The spectrum of renal thrombotic microangiopathy in lupus nephritis

Arthritis research & therapy (Impact Factor: 4.12). 01/2013; 15(1):R12. DOI: 10.1186/ar4142
Source: PubMed

ABSTRACT INTRODUCTION: Among various lupus renal vascular changes, thrombotic microangiopathy (TMA) presented with most severe clinical manifestations and high mortality. The pathogenesis of TMA in systemic lupus erythematosus (SLE) was complicated. The aim of this study was to assess clinical manifestations, laboratory characteristics, pathological features and risk factors for clinical outcomes of lupus nephritis patients co-existing with renal TMA in a large cohort in China. METHODS: Clinical and renal histopathological data of 148 patients with biopsy-proven lupus nephritis were retrospectively analyzed. Serum complement factor H, ADAMTS-13 activity, antiphospholipid antibodies and C4d deposition on renal vessels were further detected and analyzed. RESULTS: In the 148 patients with lupus nephritis, 36 patients were diagnosed as co-existing with renal TMA based on pathological diagnosis. Among the 36 TMA patients, their clinical diagnoses of renal TMA were as followings: 2 patients combining with thrombotic thrombocytopenic purpura-hemolytic uremic syndrome, 2 patients combining with anti-phospholipid syndrome, 2 patients with malignant hypertension, 1 patient with scleroderma and the other 29 patients presenting with isolated renal TMA. Compared with non-renal TMA group, patients with renal TMA had significantly higher urine protein (7.09+/-4.64 vs. 4.75+/-3.13 g/24h, P=0.007) and serum creatinine (159, 86-215 vs. 81, 68-112 mumol/l, P<0.001), higher scores of total activity indices (AI) (P<0.001), endocapillary hypercellularity (P<0.001), subendothelial hyaline deposits (P=0.003), interstitial inflammation (P=0.005), glomerular leukocyte infiltration (P=0.006), total chronicity indices (CI) (P=0.033), tubular atrophy (P=0.004) and interstitial fibrosis (P=0.018).
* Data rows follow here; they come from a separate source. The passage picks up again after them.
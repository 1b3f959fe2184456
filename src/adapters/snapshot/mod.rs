//! Snapshot-backed data providers
//!
//! A snapshot is a JSON document holding pre-fetched shopping lists, markets
//! and catalogs. It implements both provider ports in memory.
//!
//! - [`file`] - Read and write snapshot files
//! - [`provider`] - `ListItemProvider` and `MarketCatalogProvider` implementations

pub mod file;
pub mod provider;

pub use file::{Snapshot, load_snapshot, save_snapshot};
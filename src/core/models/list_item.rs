//! Shopping list item model

use serde::{Deserialize, Serialize};

/// One entry of a shopping list, with product metadata already resolved
#[derive(Debug, Clone, PartialEq, Eq, Serialize, Deserialize)]
pub struct ListItem {
    /// List item identifier
    pub id: String,

    /// Identifier of the requested product
    pub product_id: String,

    /// Display name of the requested product, used for approximate lookup
    pub product_name: String,

    /// Brand the user asked for, if any
    #[serde(default, skip_serializing_if = "Option::is_none")]
    pub product_brand: Option<String>,

    /// Number of units requested
    pub quantity: u32,
}

impl ListItem {
    /// Create an unbranded list item
    #[must_use]
    pub fn new(
        id: impl Into<String>,
        product_id: impl Into<String>,
        product_name: impl Into<String>,
        quantity: u32,
    ) -> Self {
        Self {
            id: id.into(),
            product_id: product_id.into(),
            product_name: product_name.into(),
            product_brand: None,
            quantity,
        }
    }

    /// Attach a brand requirement
    #[must_use]
    pub fn with_brand(mut self, brand: impl Into<String>) -> Self {
        self.product_brand = Some(brand.into());
        self
    }

    /// The requested brand, trimmed, or `None` when absent or blank
    #[must_use]
    pub fn requested_brand(&self) -> Option<&str> {
        self.product_brand
            .as_deref()
            .map(str::trim)
            .filter(|brand| !brand.is_empty())
    }
}
//! Market and catalog provider port
//!
//! Defines the interface for fetching candidate markets and their priced
//! catalogs.

use super::super::models::{CatalogEntry, Coordinate, Market};

/// Source of markets and their catalogs
///
/// Implementations handle retrieval from whatever backs them (a snapshot
/// file, a database, a remote API). Errors abort the request unchanged.
#[cfg_attr(test, mockall::automock)]
pub trait MarketCatalogProvider: Send + Sync {
    /// Look up a single market by id
    ///
    /// Returns `Ok(None)` when the id does not resolve.
    fn market(&self, id: &str) -> anyhow::Result<Option<Market>>;

    /// Markets within `radius_km` of `origin` (inclusive)
    fn markets_near(&self, origin: Coordinate, radius_km: f64) -> anyhow::Result<Vec<Market>>;

    /// Priced entries for one market
    fn catalog(&self, market_id: &str) -> anyhow::Result<Vec<CatalogEntry>>;
}
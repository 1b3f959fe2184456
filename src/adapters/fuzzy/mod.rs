//! Fuzzy name matching
//!
//! Implements the `SimilaritySearch` port on top of the `strsim` crate.

mod edit_distance;

pub use edit_distance::{EditDistanceSearch, normalize_tokens};
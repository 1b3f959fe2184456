//! Per-market catalog index
//!
//! Built once per market per request. Offers exact lookup by product id and
//! approximate lookup by product name through a [`SimilaritySearch`].

use std::collections::HashMap;

use crate::core::models::CatalogEntry;
use crate::core::ports::SimilaritySearch;

/// A catalog entry returned by an approximate lookup
#[derive(Debug, Clone, Copy, PartialEq)]
pub struct Candidate<'a> {
    /// The matching entry
    pub entry: &'a CatalogEntry,
    /// Distance to the query in `[0, 1]`, lower is closer
    pub score: f64,
}

/// Searchable view over one market's catalog
pub struct CatalogIndex<'a> {
    entries: &'a [CatalogEntry],
    by_product_id: HashMap<&'a str, &'a CatalogEntry>,
    names: Vec<&'a str>,
    search: &'a dyn SimilaritySearch,
}

impl std::fmt::Debug for CatalogIndex<'_> {
    fn fmt(&self, f: &mut std::fmt::Formatter<'_>) -> std::fmt::Result {
        f.debug_struct("CatalogIndex")
            .field("entries", &self.entries.len())
            .finish_non_exhaustive()
    }
}

impl<'a> CatalogIndex<'a> {
    /// Index `entries`, scoring names with `search`
    ///
    /// When a product id appears more than once, the first entry wins exact
    /// lookups.
    #[must_use]
    pub fn build(
        entries: &'a [CatalogEntry],
        search: &'a dyn SimilaritySearch,
    ) -> Self {
        let mut by_product_id = HashMap::with_capacity(entries.len());
        for entry in entries {
            by_product_id.entry(entry.product_id.as_str()).or_insert(entry);
        }
        let names = entries.iter().map(|e| e.product_name.as_str()).collect();

        Self {
            entries,
            by_product_id,
            names,
            search,
        }
    }

    /// Number of indexed entries
    #[must_use]
    pub const fn len(&self) -> usize {
        self.entries.len()
    }

    /// Whether the catalog is empty
    #[must_use]
    pub const fn is_empty(&self) -> bool {
        self.entries.is_empty()
    }

    /// Entry with exactly this product id
    #[must_use]
    pub fn exact(&self, product_id: &str) -> Option<&'a CatalogEntry> {
        self.by_product_id.get(product_id).copied()
    }

    /// Every entry scored against `name`, closest first
    #[must_use]
    pub fn search(&self, name: &str) -> Vec<Candidate<'a>> {
        if self.entries.is_empty() {
            return Vec::new();
        }
        self.search
            .search(name, &self.names)
            .into_iter()
            .filter_map(|(idx, score)| {
                self.entries.get(idx).map(|entry| Candidate { entry, score })
            })
            .collect()
    }

    /// Entries scoring strictly below `threshold`, closest first
    #[must_use]
    pub fn candidates(&self, name: &str, threshold: f64) -> Vec<Candidate<'a>> {
        self.search(name)
            .into_iter()
            .filter(|candidate| candidate.score < threshold)
            .collect()
    }
}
Patients with renal TMA presented with poorer renal outcome (P=0.005) compared with non-TMA group. Renal TMA (hazard ratio (HR): 2.772, 95% confidence interval: 1.009-7.617, P=0.048) was an independent risk factor for renal outcome in patients with lupus nephritis. The renal outcome was poorer for those with both C4d deposition and decreased serum complement factor H in TMA group (P=0.007). CONCLUSIONS: There were various causes of renal TMA in lupus nephritis. Complement over-activation via both classical and alternative pathways might play an important role in the pathogenesis of renal TMA in lupus nephritis.